» **WORK TO COMPLETE**: All lines from the one containing "curl-like synchronous requests." through the final line of the material below must appear exactly as they are, with nothing else.

[Start of Attachment]

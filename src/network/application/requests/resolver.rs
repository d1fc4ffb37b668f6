//! Readiness-gated hostname resolution.
//!
//! Two bounded waits run strictly in sequence: first the link must report an
//! assigned address, then a single A-record query is submitted and polled
//! until the host reports its outcome. DNS is never attempted over a link
//! that is not up.

use core::net::{IpAddr, Ipv4Addr};

use super::error::Error;
use crate::config::Config;
use crate::network::dns::DnsOutcome;
use crate::network::{Clock, Dns, LinkMonitor, poll_until};

/// Resolve `hostname` to an IPv4 address.
pub fn resolve<S>(stack: &mut S, hostname: &str, config: &Config) -> Result<Ipv4Addr, Error>
where
    S: Clock + LinkMonitor + Dns + ?Sized,
{
    if hostname.is_empty() {
        error!("Invalid hostname");
        return Err(Error::InvalidHostname);
    }

    wait_for_link(stack, config)?;
    query(stack, hostname, config)
}

/// Block until the link reports an assigned address.
pub fn wait_for_link<S>(stack: &mut S, config: &Config) -> Result<(), Error>
where
    S: Clock + LinkMonitor + ?Sized,
{
    let broker = stack.link_broker();
    let subscription = broker.subscribe();
    stack.request_link_status();

    debug!("Waiting for IPv4 address assignment (DHCP/Static)");
    if subscription.wait(stack, config.link_timeout_ms, config.poll_interval_ms) {
        Ok(())
    } else {
        error!(
            "Network not ready after {} ms ({})",
            config.link_timeout_ms,
            Error::NetworkNotReady.code()
        );
        Err(Error::NetworkNotReady)
    }
}

fn query<S>(stack: &mut S, hostname: &str, config: &Config) -> Result<Ipv4Addr, Error>
where
    S: Clock + Dns + ?Sized,
{
    let id = stack
        .start_query(hostname, config.dns_timeout_ms)
        .map_err(|os| {
            error!("Cannot resolve DNS address ({})", os.code());
            Error::DnsResolutionFailed
        })?;

    let outcome = poll_until(
        stack,
        config.dns_timeout_ms,
        config.poll_interval_ms,
        |stack| stack.poll_query(id),
    );

    match outcome {
        Some(DnsOutcome::Resolved(IpAddr::V4(addr))) => {
            let [a, b, c, d] = addr.octets();
            debug!("Host IPv4 address: {}.{}.{}.{}", a, b, c, d);
            Ok(addr)
        }
        Some(DnsOutcome::Resolved(IpAddr::V6(_))) => {
            error!("Invalid IP address family (IPv6)");
            Err(Error::UnsupportedAddressFamily)
        }
        Some(status) => {
            error!("DNS resolve ({:?})", status);
            Err(Error::DnsResolutionFailed)
        }
        None => {
            stack.cancel_query(id);
            error!(
                "DNS timed out after {} ms ({})",
                config.dns_timeout_ms,
                Error::DnsTimeout.code()
            );
            Err(Error::DnsTimeout)
        }
    }
}
//! # Application Layer
//!
//! Request-level clients built on the host traits in [`crate::network`].
//!
//! ## Available Modules
//!
//! - **[`http`]**: HTTP/1.1 request descriptor, response fragments and the
//!   protocol engine that runs one exchange over a connected socket
//! - **[`requests`]**: the curl-like pipeline (URL parsing, readiness-gated
//!   DNS, socket and TLS setup, execution) behind [`requests::RequestContext`]
//! - **[`chat`]**: chat-completion helper on top of [`requests`]
//!
//! ## Design Principles
//!
//! - **Host Agnostic**: everything network-facing goes through
//!   [`Stack`](crate::network::Stack) or [`Connection`](crate::network::Connection)
//! - **No-std Compatible**: no heap allocation, fixed-capacity buffers only
//! - **Bounded**: every blocking wait has a configured timeout

/// HTTP/1.1 wire protocol.
///
/// Serialises requests and streams responses through a callback, using only
/// the receive buffer handed in by the caller.
pub mod http;

/// curl-like synchronous requests.
pub mod requests;

/// Chat-completion client.
///
/// Sends a prompt to an OpenAI-style endpoint and returns the answer.
pub mod chat;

[End of Attachment]

» **FINISHED EXERCISE**:
/// curl-like synchronous requests.
pub mod requests;

/// Chat-completion client.
///
/// Sends a prompt to an OpenAI-style endpoint and returns the answer.
pub mod chat;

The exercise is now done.